» INPUT FOR THIS TASK

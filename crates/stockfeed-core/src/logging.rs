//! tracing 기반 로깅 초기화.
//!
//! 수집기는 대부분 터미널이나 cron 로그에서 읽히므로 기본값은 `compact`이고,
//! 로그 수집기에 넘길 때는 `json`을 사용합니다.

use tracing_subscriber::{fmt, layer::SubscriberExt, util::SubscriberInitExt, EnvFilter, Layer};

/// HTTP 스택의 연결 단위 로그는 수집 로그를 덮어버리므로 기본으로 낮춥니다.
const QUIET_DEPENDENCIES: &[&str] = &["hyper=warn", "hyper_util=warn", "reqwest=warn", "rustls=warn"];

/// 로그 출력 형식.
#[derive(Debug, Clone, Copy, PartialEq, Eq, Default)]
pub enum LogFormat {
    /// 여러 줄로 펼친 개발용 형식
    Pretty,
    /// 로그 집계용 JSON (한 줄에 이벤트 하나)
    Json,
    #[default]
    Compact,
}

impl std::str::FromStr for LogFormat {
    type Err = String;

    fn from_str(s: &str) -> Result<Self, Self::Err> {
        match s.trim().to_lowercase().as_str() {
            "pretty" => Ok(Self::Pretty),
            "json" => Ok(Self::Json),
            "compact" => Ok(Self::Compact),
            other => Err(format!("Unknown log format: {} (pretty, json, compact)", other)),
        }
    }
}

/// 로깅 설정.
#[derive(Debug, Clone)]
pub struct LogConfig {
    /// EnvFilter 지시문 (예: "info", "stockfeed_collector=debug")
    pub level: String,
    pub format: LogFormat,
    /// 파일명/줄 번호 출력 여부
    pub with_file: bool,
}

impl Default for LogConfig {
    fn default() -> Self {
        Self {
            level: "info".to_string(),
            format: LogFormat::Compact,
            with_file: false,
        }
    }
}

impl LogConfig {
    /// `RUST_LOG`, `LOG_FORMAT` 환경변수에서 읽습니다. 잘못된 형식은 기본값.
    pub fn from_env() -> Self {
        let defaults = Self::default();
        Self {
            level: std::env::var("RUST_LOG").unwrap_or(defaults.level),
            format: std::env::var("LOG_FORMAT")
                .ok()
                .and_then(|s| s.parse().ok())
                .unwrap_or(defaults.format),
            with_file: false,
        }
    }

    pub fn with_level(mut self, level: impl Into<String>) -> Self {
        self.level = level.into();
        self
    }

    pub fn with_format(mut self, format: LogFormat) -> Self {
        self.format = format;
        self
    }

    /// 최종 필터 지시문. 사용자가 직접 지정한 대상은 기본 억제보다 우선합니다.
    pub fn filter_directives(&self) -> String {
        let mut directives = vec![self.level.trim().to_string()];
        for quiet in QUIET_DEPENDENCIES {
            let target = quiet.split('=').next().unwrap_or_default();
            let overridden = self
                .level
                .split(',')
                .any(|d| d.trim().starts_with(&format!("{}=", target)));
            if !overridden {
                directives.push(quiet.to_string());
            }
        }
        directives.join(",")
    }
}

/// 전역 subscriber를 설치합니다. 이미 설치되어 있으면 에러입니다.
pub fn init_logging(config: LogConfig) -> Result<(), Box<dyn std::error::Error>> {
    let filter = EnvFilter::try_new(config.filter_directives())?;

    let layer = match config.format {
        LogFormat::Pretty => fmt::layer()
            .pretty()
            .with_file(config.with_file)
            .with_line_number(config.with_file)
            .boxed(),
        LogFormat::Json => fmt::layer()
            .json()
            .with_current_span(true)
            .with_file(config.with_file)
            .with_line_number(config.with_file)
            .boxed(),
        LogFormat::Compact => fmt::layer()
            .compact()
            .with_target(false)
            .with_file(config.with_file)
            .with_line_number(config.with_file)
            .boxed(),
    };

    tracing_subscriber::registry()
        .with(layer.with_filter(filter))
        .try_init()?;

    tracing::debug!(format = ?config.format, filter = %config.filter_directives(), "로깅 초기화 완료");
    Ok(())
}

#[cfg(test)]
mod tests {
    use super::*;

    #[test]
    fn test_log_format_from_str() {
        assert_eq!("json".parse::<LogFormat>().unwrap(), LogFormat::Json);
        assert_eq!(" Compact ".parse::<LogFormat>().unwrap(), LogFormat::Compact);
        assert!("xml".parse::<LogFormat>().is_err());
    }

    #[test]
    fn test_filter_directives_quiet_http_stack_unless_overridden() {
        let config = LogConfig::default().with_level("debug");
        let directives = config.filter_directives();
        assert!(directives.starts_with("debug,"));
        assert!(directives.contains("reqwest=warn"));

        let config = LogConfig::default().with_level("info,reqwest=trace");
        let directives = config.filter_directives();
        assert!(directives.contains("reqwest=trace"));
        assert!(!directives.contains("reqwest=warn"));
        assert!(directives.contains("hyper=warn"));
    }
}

» WHAT IS NEEDED
Report how many lines of the records above contain the word "trim", giving only the number.

» WRITTEN SOLUTION
3